To prioritize your debt, pick the highest interest credit card that you have, and double the minimum payments until it’s paid off. Then, switch to the next highest interest credit card and continue until they’re all paid up. If your goal is to get out of debt, not only do you have to make a plan for repayment, but you also must monitor your spending habits.
Step 6. Open Bills Immediately & Pay On Time
Dodging bills and putting off opening them up could end up hurting your pocket. Yea, yea, we know you know, but seriously, bills can accumulate interest! Also, you may be given a break on the balances of some bills you owe with a specific time period; however, if you do not open them within that timeframe, you will not be able to take advantage of that opportunity.
Of course, the frequency of bills can sometimes put a damper on the spirit, but the downside of not staying on top of them is that you could end up making the next one bigger – with the interest and other fees that are added due to late payments which is defeating the purpose of not opening the bills in the first place – trying to avoid spending but end up spending more. If you are in a position to automate your bill payments, we highly recommend that you do. However, you must always check your money out processes, to ensure the monies going out of your accounts are all spending you authorize, as well as to keep abreast of your balances so you do not have dishonored checks or returned payment fees.
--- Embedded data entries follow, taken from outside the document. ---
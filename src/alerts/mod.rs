//! Price alerts - One-shot notifications when a price crosses a target

use rust_decimal::Decimal;
use serde::{Deserialize, Serialize};
use tracing::{debug, info};
use uuid::Uuid;

use crate::error::{AnalyticsError, Result};
use crate::types::InstrumentId;

#[derive(Debug, Clone, Copy, PartialEq, Eq, Serialize, Deserialize)]
#[serde(rename_all = "lowercase")]
pub enum AlertCondition {
    /// Fires when price >= target
    Above,
    /// Fires when price <= target
    Below,
}

impl AlertCondition {
    pub fn is_met(&self, price: Decimal, target: Decimal) -> bool {
        match self {
            AlertCondition::Above => price >= target,
            AlertCondition::Below => price <= target,
        }
    }
}

#[derive(Debug, Clone, PartialEq, Eq, Serialize, Deserialize)]
pub struct PriceAlert {
    pub id: String,
    pub instrument: InstrumentId,
    pub target_price: Decimal,
    pub condition: AlertCondition,
    pub is_active: bool,
    pub created_at: i64,
    #[serde(default, skip_serializing_if = "Option::is_none")]
    pub triggered_at: Option<i64>,
    pub message: String,
}

impl PriceAlert {
    /// Active and not yet fired
    pub fn is_armed(&self) -> bool {
        self.is_active && self.triggered_at.is_none()
    }
}

/// Alert list for one session
#[derive(Debug, Clone, Default, Serialize, Deserialize)]
pub struct AlertBook {
    alerts: Vec<PriceAlert>,
}

impl AlertBook {
    pub fn new() -> Self {
        Self::default()
    }

    /// Register an alert and return its id
    pub fn create(
        &mut self,
        instrument: &InstrumentId,
        condition: AlertCondition,
        target_price: Decimal,
        message: impl Into<String>,
        now: i64,
    ) -> Result<String> {
        if target_price <= Decimal::ZERO {
            return Err(AnalyticsError::InvalidSample {
                price: target_price,
            });
        }
        let alert = PriceAlert {
            id: format!("alert_{}", Uuid::new_v4().simple()),
            instrument: instrument.clone(),
            target_price,
            condition,
            is_active: true,
            created_at: now,
            triggered_at: None,
            message: message.into(),
        };
        debug!(id = %alert.id, %instrument, target = %target_price, ?condition, "Alert created");
        let id = alert.id.clone();
        self.alerts.push(alert);
        Ok(id)
    }

    fn find_mut(&mut self, id: &str) -> Result<&mut PriceAlert> {
        self.alerts
            .iter_mut()
            .find(|a| a.id == id)
            .ok_or_else(|| AnalyticsError::UnknownAlert(id.to_string()))
    }

    pub fn get(&self, id: &str) -> Option<&PriceAlert> {
        self.alerts.iter().find(|a| a.id == id)
    }

    pub fn alerts(&self) -> &[PriceAlert] {
        &self.alerts
    }

    /// Flip the active flag, returning the new value
    pub fn toggle(&mut self, id: &str) -> Result<bool> {
        let alert = self.find_mut(id)?;
        alert.is_active = !alert.is_active;
        Ok(alert.is_active)
    }

    pub fn delete(&mut self, id: &str) -> Result<PriceAlert> {
        let idx = self
            .alerts
            .iter()
            .position(|a| a.id == id)
            .ok_or_else(|| AnalyticsError::UnknownAlert(id.to_string()))?;
        Ok(self.alerts.remove(idx))
    }

    /// Re-arm a triggered alert
    pub fn reset(&mut self, id: &str) -> Result<()> {
        self.find_mut(id)?.triggered_at = None;
        Ok(())
    }

    /// Remove all triggered alerts, returning how many were removed
    pub fn clear_triggered(&mut self) -> usize {
        let before = self.alerts.len();
        self.alerts.retain(|a| a.triggered_at.is_none());
        before - self.alerts.len()
    }

    pub fn active_count(&self) -> usize {
        self.alerts.iter().filter(|a| a.is_armed()).count()
    }

    pub fn triggered_count(&self) -> usize {
        self.alerts.iter().filter(|a| a.triggered_at.is_some()).count()
    }

    /// Fire every armed alert of `instrument` whose condition holds at `price`.
    ///
    /// Each alert fires at most once until it is reset.
    pub fn check(&mut self, instrument: &InstrumentId, price: Decimal, now: i64) -> Vec<PriceAlert> {
        if price <= Decimal::ZERO {
            return Vec::new();
        }

        let mut fired = Vec::new();
        for alert in self
            .alerts
            .iter_mut()
            .filter(|a| &a.instrument == instrument && a.is_armed())
        {
            if alert.condition.is_met(price, alert.target_price) {
                alert.triggered_at = Some(now);
                info!(
                    id = %alert.id,
                    %instrument,
                    %price,
                    target = %alert.target_price,
                    "Price alert triggered"
                );
                fired.push(alert.clone());
            }
        }
        fired
    }

    pub fn clear(&mut self) {
        self.alerts.clear();
    }
}
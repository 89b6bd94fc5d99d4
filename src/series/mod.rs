//! Series module - Price sample aggregation
//!
//! Keeps a bounded window of raw price samples per instrument and derives
//! fixed-interval OHLCV candles and technical indicators from it.

mod aggregator;
mod candles;

pub use aggregator::{PriceSeriesAggregator, SeriesConfig};
pub use candles::CandleBuilder;
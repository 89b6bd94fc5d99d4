//! Slippage Risk Estimator - Volatility and size aware slippage tolerance
//!
//! Implements:
//! - Short-window volatility from the price sample stream (10 minutes)
//! - Trade size impact relative to pool liquidity
//! - Bounded slippage recommendation with human-readable reasons

use rust_decimal::prelude::ToPrimitive;
use rust_decimal::Decimal;
use serde::{Deserialize, Serialize};
use std::collections::VecDeque;
use std::fmt;
use tracing::{debug, info, warn};

use crate::error::{AnalyticsError, Result};
use crate::pool::{ConstantProductPool, SwapDirection};
use crate::types::PriceSample;

/// Volatility above this percentage adds a volatility premium
pub const HIGH_VOLATILITY_PCT: f64 = 1.0;
/// Trades above this share of the pool (percent) add a size premium
pub const LARGE_TRADE_PCT: f64 = 1.0;
/// Recommendations above this percentage are flagged high risk
pub const HIGH_RISK_SLIPPAGE_PCT: f64 = 2.0;

/// Slippage configuration (all values in percent)
#[derive(Debug, Clone, PartialEq, Serialize, Deserialize)]
#[serde(default)]
pub struct SlippageConfig {
    /// When false, the base slippage is returned unconditionally
    pub enabled: bool,
    /// Base slippage for small trades in calm markets
    pub base_slippage: f64,
    /// Upper bound of any recommendation
    pub max_slippage: f64,
    /// Weight applied to volatility once it exceeds the threshold
    pub volatility_multiplier: f64,
    /// Weight applied to size impact once it exceeds the threshold
    pub size_multiplier: f64,
    /// Sample window for volatility (ms)
    pub volatility_window_ms: i64,
}

impl Default for SlippageConfig {
    fn default() -> Self {
        Self {
            enabled: true,
            base_slippage: 0.3,                    // 0.3%
            max_slippage: 5.0,                     // 5%
            volatility_multiplier: 2.0,            // 2x volatility
            size_multiplier: 1.5,                  // 1.5x size impact
            volatility_window_ms: 10 * 60 * 1000,  // 10 minutes
        }
    }
}

/// Partial override of a [`SlippageConfig`]
#[derive(Debug, Clone, Default, PartialEq, Deserialize)]
pub struct SlippageConfigUpdate {
    pub enabled: Option<bool>,
    pub base_slippage: Option<f64>,
    pub max_slippage: Option<f64>,
    pub volatility_multiplier: Option<f64>,
    pub size_multiplier: Option<f64>,
}

impl SlippageConfig {
    pub fn apply(&mut self, update: &SlippageConfigUpdate) {
        if let Some(v) = update.enabled {
            self.enabled = v;
        }
        if let Some(v) = update.base_slippage {
            self.base_slippage = v;
        }
        if let Some(v) = update.max_slippage {
            self.max_slippage = v;
        }
        if let Some(v) = update.volatility_multiplier {
            self.volatility_multiplier = v;
        }
        if let Some(v) = update.size_multiplier {
            self.size_multiplier = v;
        }
    }
}

/// Why a recommendation deviates (or not) from the base slippage
#[derive(Debug, Clone, Copy, PartialEq, Eq, Serialize, Deserialize)]
#[serde(rename_all = "snake_case")]
pub enum SlippageReason {
    HighVolatility,
    LargeTradeSize,
    NormalMarketConditions,
    AutoSlippageDisabled,
}

impl fmt::Display for SlippageReason {
    fn fmt(&self, f: &mut fmt::Formatter<'_>) -> fmt::Result {
        match self {
            SlippageReason::HighVolatility => write!(f, "high volatility"),
            SlippageReason::LargeTradeSize => write!(f, "large trade size"),
            SlippageReason::NormalMarketConditions => write!(f, "normal market conditions"),
            SlippageReason::AutoSlippageDisabled => write!(f, "auto slippage disabled"),
        }
    }
}

/// Slippage recommendation
#[derive(Debug, Clone, PartialEq, Serialize, Deserialize)]
pub struct SlippageRecommendation {
    pub recommended_pct: f64,
    pub reasons: Vec<SlippageReason>,
    pub volatility_pct: f64,
    pub size_impact_pct: f64,
    pub is_high_risk: bool,
}

impl SlippageRecommendation {
    /// Reasons rendered for display
    pub fn reason_labels(&self) -> Vec<String> {
        self.reasons.iter().map(ToString::to_string).collect()
    }
}

/// Clamp a slippage percentage to `[0, max_slippage]`; non-finite values saturate
fn clamp_pct(value: f64, config: &SlippageConfig) -> f64 {
    let ceiling = config.max_slippage.max(0.0);
    if value.is_finite() {
        value.max(0.0).min(ceiling)
    } else {
        ceiling
    }
}

/// Combine volatility and size impact into a bounded recommendation
pub fn recommend(
    volatility_pct: f64,
    size_impact_pct: f64,
    config: &SlippageConfig,
) -> SlippageRecommendation {
    let bound = |v: f64| clamp_pct(v, config);

    if !config.enabled {
        let recommended_pct = bound(config.base_slippage);
        return SlippageRecommendation {
            recommended_pct,
            reasons: vec![SlippageReason::AutoSlippageDisabled],
            volatility_pct,
            size_impact_pct,
            is_high_risk: recommended_pct > HIGH_RISK_SLIPPAGE_PCT,
        };
    }

    let mut slippage = config.base_slippage;
    let mut reasons = Vec::new();

    if volatility_pct > HIGH_VOLATILITY_PCT {
        slippage += volatility_pct * config.volatility_multiplier;
        reasons.push(SlippageReason::HighVolatility);
    }
    if size_impact_pct > LARGE_TRADE_PCT {
        slippage += size_impact_pct * config.size_multiplier;
        reasons.push(SlippageReason::LargeTradeSize);
    }
    if reasons.is_empty() {
        reasons.push(SlippageReason::NormalMarketConditions);
    }

    let recommended_pct = bound(slippage);
    SlippageRecommendation {
        recommended_pct,
        reasons,
        volatility_pct,
        size_impact_pct,
        is_high_risk: recommended_pct > HIGH_RISK_SLIPPAGE_PCT,
    }
}

/// Trade amount as a percentage of the pool reserve; 0 for non-positive inputs.
///
/// Ratios outside the decimal range are computed in f64 instead.
pub fn size_impact_pct(trade_amount: Decimal, pool_reserve: Decimal) -> f64 {
    if trade_amount <= Decimal::ZERO || pool_reserve <= Decimal::ZERO {
        return 0.0;
    }
    let exact = trade_amount
        .checked_div(pool_reserve)
        .and_then(|ratio| ratio.checked_mul(Decimal::ONE_HUNDRED))
        .and_then(|pct| pct.to_f64());
    match exact {
        Some(pct) => pct,
        None => {
            let amount = trade_amount.to_f64().unwrap_or(f64::MAX);
            let reserve = pool_reserve.to_f64().unwrap_or(f64::MIN_POSITIVE);
            amount / reserve * 100.0
        }
    }
}

/// Population standard deviation of consecutive absolute percentage changes
pub fn volatility_pct<'a>(samples: impl IntoIterator<Item = &'a PriceSample>) -> f64 {
    let prices: Vec<f64> = samples
        .into_iter()
        .filter_map(|s| s.price.to_f64())
        .collect();
    if prices.len() < 2 {
        return 0.0;
    }

    let changes: Vec<f64> = prices
        .windows(2)
        .filter(|w| w[0] != 0.0)
        .map(|w| ((w[1] - w[0]) / w[0]).abs())
        .collect();
    if changes.is_empty() {
        return 0.0;
    }

    let n = changes.len() as f64;
    let mean = changes.iter().sum::<f64>() / n;
    let variance = changes.iter().map(|c| (c - mean).powi(2)).sum::<f64>() / n;
    variance.sqrt() * 100.0
}

/// Slippage estimator for a single instrument
#[derive(Debug, Clone)]
pub struct SlippageEstimator {
    config: SlippageConfig,
    /// Samples within the volatility window, ascending timestamps
    samples: VecDeque<PriceSample>,
}

impl SlippageEstimator {
    pub fn new(config: SlippageConfig) -> Self {
        Self {
            config,
            samples: VecDeque::new(),
        }
    }

    pub fn config(&self) -> &SlippageConfig {
        &self.config
    }

    pub fn set_config(&mut self, config: SlippageConfig) {
        self.config = config;
        self.evict();
    }

    pub fn update_config(&mut self, update: &SlippageConfigUpdate) {
        self.config.apply(update);
        info!(config = ?self.config, "Slippage config updated");
    }

    /// Record a price observation for the volatility window
    pub fn record_sample(&mut self, sample: PriceSample) -> Result<()> {
        if sample.price <= Decimal::ZERO {
            warn!(price = %sample.price, "Rejected non-positive price sample");
            return Err(AnalyticsError::InvalidSample {
                price: sample.price,
            });
        }

        match self.samples.back() {
            Some(newest) if sample.ts < newest.ts => {
                if newest.ts - sample.ts >= self.config.volatility_window_ms {
                    return Ok(());
                }
                let idx = self.samples.partition_point(|s| s.ts <= sample.ts);
                self.samples.insert(idx, sample);
            }
            _ => self.samples.push_back(sample),
        }
        self.evict();
        Ok(())
    }

    fn evict(&mut self) {
        let Some(newest) = self.samples.back().map(|s| s.ts) else {
            return;
        };
        let window = self.config.volatility_window_ms;
        while self
            .samples
            .front()
            .map_or(false, |s| newest - s.ts >= window)
        {
            self.samples.pop_front();
        }
    }

    /// Current short-window volatility in percent
    pub fn volatility_pct(&self) -> f64 {
        volatility_pct(&self.samples)
    }

    pub fn sample_count(&self) -> usize {
        self.samples.len()
    }

    /// Recommend a slippage tolerance for a trade against a pool reserve.
    ///
    /// An empty trade gets the base slippage; volatility is still reported.
    pub fn estimate(&self, trade_amount: Decimal, pool_reserve: Decimal) -> SlippageRecommendation {
        let mut recommendation = recommend(
            self.volatility_pct(),
            size_impact_pct(trade_amount, pool_reserve),
            &self.config,
        );
        if self.config.enabled && trade_amount <= Decimal::ZERO {
            recommendation.recommended_pct = clamp_pct(self.config.base_slippage, &self.config);
            recommendation.is_high_risk =
                recommendation.recommended_pct > HIGH_RISK_SLIPPAGE_PCT;
        }
        debug!(
            trade_amount = %trade_amount,
            pool_reserve = %pool_reserve,
            volatility_pct = recommendation.volatility_pct,
            size_impact_pct = recommendation.size_impact_pct,
            recommended_pct = recommendation.recommended_pct,
            "Slippage estimated"
        );
        recommendation
    }

    /// Estimate against the input-side reserve of a pool
    pub fn estimate_for_pool(
        &self,
        amount_in: Decimal,
        pool: &ConstantProductPool,
        direction: SwapDirection,
    ) -> SlippageRecommendation {
        let (reserve_in, _) = pool.reserves(direction);
        self.estimate(amount_in, reserve_in)
    }

    pub fn clear(&mut self) {
        self.samples.clear();
    }
}

impl Default for SlippageEstimator {
    fn default() -> Self {
        Self::new(SlippageConfig::default())
    }
}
Step 7. Save & Invest at Least 20% of Your Income
Saving and investing should be the number one priority, especially for women, who usually place great value on security and stability. But, for many women, it’s not! Some has the money flow to really get on with some serious savings but refuse to do so, while others struggle to break even let alone save. However, as the old saying goes, “It’s not how much you earn but how much you save that makes you a woman”. So regardless of your earning right now, pay yourself first! That means take a portion (20%) and tuck it away in a high-yield savings account until there is enough to invest in a bigger way.
We know how difficult some women are having it trying to survive on a nickel and a dime. In fact, according to one study by BankRate.com, 76% of Americans are living paycheck to paycheck. That’s more than two-thirds of the population in the world’s richest country. The study also concluded that fewer than 1 in 4 Americans have enough in savings to last them 6 months should they lose their ability to earn income. But you cannot continue to make this your reality! You may want to take advantage of one of our signature money-making programs.
Step 8. Take a Daily Money Minute
Things happen! Accounts get hacked, bank make mistakes, and you could lose some money either way. So at the end of each day, take a daily money minute. Login to your bank accounts and review the transactions for that day. You want to ensure that you know what money is going out of your account and why. You also want to verify you are on budget for each of the categories you’ve set your budget up for. If you are over on any category, then you know you are through spending on that category for the remainder of the month. If you are tracking your expenses, you should be able to double check this with ease.
Reviewing your financial picture on a daily basis is all part of the money minute. Your money minute could be 5 minutes, 10 minutes, 30 minutes, or even an hour. This all depends on how committed you are to your saving, spending, and investment objectives.
Take these 8 above-mentioned steps and get on your journey to better money management and ultimately – true financial independence.